§ **Exercise directions**
Search the records below for the word "logs". Copy each line where it occurs.

[Data items]
________________

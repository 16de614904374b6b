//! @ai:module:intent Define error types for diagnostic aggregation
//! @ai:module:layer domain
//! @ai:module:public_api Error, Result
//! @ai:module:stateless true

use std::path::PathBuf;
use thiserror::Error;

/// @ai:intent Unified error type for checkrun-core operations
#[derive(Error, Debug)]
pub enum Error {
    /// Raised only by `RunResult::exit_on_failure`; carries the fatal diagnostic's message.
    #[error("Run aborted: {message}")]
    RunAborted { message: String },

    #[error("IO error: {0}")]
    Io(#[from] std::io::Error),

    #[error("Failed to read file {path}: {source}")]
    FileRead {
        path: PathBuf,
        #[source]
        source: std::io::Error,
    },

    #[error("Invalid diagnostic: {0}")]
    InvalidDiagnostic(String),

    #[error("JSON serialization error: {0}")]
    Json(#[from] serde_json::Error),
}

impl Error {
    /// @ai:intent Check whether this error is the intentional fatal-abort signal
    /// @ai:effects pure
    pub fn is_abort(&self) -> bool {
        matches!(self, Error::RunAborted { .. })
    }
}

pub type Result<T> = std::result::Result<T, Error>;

________________

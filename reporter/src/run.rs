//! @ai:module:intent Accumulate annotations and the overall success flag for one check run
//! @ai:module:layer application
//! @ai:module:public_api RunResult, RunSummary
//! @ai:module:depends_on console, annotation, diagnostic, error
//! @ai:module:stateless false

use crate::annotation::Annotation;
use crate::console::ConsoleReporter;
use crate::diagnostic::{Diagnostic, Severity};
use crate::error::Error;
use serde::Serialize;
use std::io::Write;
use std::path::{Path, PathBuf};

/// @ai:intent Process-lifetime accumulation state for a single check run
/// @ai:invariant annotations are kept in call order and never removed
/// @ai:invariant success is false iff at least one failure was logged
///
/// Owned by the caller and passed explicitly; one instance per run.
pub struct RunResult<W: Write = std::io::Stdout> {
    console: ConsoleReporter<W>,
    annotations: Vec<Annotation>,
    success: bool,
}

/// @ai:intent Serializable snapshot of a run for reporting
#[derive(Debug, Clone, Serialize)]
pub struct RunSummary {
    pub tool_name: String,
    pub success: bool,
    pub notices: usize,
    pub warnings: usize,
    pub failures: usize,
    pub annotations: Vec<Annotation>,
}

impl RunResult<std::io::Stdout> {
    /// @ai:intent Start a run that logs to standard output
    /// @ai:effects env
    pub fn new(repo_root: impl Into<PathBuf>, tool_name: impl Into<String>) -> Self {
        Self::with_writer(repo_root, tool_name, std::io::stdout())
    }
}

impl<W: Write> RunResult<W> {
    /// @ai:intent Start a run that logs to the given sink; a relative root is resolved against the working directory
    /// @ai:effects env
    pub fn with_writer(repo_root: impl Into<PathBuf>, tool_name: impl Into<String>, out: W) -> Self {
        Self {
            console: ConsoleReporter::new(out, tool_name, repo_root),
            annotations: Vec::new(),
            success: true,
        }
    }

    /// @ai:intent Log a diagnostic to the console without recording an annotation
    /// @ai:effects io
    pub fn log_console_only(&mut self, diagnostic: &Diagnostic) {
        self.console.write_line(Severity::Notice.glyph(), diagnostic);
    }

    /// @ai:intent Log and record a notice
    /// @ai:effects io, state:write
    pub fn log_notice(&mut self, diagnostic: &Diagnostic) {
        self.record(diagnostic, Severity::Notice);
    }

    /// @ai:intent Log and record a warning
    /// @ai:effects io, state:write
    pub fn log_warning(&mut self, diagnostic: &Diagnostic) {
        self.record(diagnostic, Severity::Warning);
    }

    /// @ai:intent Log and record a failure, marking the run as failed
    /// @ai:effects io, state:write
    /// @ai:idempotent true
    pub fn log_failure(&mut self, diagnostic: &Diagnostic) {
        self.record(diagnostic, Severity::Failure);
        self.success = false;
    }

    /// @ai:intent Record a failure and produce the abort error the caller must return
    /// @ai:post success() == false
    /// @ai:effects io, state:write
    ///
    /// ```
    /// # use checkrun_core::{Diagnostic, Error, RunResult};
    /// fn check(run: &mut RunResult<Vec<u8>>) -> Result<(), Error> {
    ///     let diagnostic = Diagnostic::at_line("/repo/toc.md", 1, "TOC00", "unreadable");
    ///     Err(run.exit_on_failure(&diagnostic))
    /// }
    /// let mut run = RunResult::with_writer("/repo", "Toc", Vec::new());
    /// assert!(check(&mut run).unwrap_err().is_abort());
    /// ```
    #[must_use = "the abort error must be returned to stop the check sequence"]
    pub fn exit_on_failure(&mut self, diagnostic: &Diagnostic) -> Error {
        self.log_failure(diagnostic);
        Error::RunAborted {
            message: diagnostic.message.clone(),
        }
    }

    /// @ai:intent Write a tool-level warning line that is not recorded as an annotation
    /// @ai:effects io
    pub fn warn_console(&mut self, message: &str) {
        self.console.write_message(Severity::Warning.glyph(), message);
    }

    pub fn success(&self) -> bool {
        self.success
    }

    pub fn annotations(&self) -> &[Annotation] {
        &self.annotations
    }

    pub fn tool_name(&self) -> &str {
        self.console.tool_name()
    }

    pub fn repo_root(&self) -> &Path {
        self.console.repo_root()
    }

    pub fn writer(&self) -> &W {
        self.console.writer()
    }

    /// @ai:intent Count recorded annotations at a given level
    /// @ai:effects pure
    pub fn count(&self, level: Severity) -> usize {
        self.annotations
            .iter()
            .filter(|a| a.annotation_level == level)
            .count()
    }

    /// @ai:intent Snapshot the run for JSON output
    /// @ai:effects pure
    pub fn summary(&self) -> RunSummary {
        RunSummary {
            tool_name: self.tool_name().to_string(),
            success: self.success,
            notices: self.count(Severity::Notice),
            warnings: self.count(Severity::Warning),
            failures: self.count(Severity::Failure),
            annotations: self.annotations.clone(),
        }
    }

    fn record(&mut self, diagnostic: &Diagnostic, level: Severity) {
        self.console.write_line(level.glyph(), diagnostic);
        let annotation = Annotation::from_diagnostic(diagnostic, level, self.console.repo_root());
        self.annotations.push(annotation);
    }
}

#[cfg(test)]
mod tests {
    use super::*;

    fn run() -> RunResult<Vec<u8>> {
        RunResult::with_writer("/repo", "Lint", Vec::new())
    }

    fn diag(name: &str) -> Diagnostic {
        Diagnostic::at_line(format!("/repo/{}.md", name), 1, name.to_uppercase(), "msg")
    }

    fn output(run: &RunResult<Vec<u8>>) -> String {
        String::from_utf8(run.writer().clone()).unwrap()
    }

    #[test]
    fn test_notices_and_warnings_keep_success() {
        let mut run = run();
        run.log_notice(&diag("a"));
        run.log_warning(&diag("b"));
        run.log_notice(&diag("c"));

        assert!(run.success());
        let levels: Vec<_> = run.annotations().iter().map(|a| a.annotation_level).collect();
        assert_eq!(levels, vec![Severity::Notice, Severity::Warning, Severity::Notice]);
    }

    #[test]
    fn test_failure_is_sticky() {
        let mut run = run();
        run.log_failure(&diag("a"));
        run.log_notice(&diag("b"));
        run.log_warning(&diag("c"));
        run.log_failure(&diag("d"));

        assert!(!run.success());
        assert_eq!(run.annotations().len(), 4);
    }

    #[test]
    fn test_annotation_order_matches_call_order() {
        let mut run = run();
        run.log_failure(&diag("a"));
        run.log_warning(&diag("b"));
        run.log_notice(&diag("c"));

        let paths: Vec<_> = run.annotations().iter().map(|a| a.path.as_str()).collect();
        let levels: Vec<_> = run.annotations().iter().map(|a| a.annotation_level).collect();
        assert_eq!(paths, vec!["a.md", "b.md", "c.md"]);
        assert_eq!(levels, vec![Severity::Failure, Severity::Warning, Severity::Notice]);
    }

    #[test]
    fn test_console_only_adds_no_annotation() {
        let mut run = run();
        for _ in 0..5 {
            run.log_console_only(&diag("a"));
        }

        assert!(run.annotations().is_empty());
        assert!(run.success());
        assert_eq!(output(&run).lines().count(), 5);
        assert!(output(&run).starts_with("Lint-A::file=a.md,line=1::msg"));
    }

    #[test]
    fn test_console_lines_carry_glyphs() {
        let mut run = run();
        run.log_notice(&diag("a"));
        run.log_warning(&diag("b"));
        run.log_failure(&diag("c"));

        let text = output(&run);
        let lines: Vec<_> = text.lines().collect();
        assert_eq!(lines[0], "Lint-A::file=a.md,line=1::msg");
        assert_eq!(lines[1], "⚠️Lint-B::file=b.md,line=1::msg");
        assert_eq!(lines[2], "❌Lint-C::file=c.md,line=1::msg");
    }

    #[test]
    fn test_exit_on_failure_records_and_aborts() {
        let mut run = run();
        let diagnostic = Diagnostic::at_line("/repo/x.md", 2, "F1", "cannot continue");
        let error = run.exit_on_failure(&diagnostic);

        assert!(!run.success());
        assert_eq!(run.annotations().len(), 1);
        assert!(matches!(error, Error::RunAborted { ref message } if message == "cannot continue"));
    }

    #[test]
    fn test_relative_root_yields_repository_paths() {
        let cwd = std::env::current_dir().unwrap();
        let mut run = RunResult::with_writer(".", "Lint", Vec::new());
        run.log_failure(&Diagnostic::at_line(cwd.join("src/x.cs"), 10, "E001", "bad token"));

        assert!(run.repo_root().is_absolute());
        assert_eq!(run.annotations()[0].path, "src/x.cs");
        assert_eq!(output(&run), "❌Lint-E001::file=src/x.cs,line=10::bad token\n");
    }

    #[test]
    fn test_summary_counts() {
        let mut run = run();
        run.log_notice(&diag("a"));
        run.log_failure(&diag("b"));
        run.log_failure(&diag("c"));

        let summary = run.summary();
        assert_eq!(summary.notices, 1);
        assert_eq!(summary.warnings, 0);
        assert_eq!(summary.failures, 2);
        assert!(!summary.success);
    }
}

________________

§ **Output for this task**
    /// @ai:intent Start a run that logs to standard output
    /// @ai:intent Start a run that logs to the given sink; a relative root is resolved against the working directory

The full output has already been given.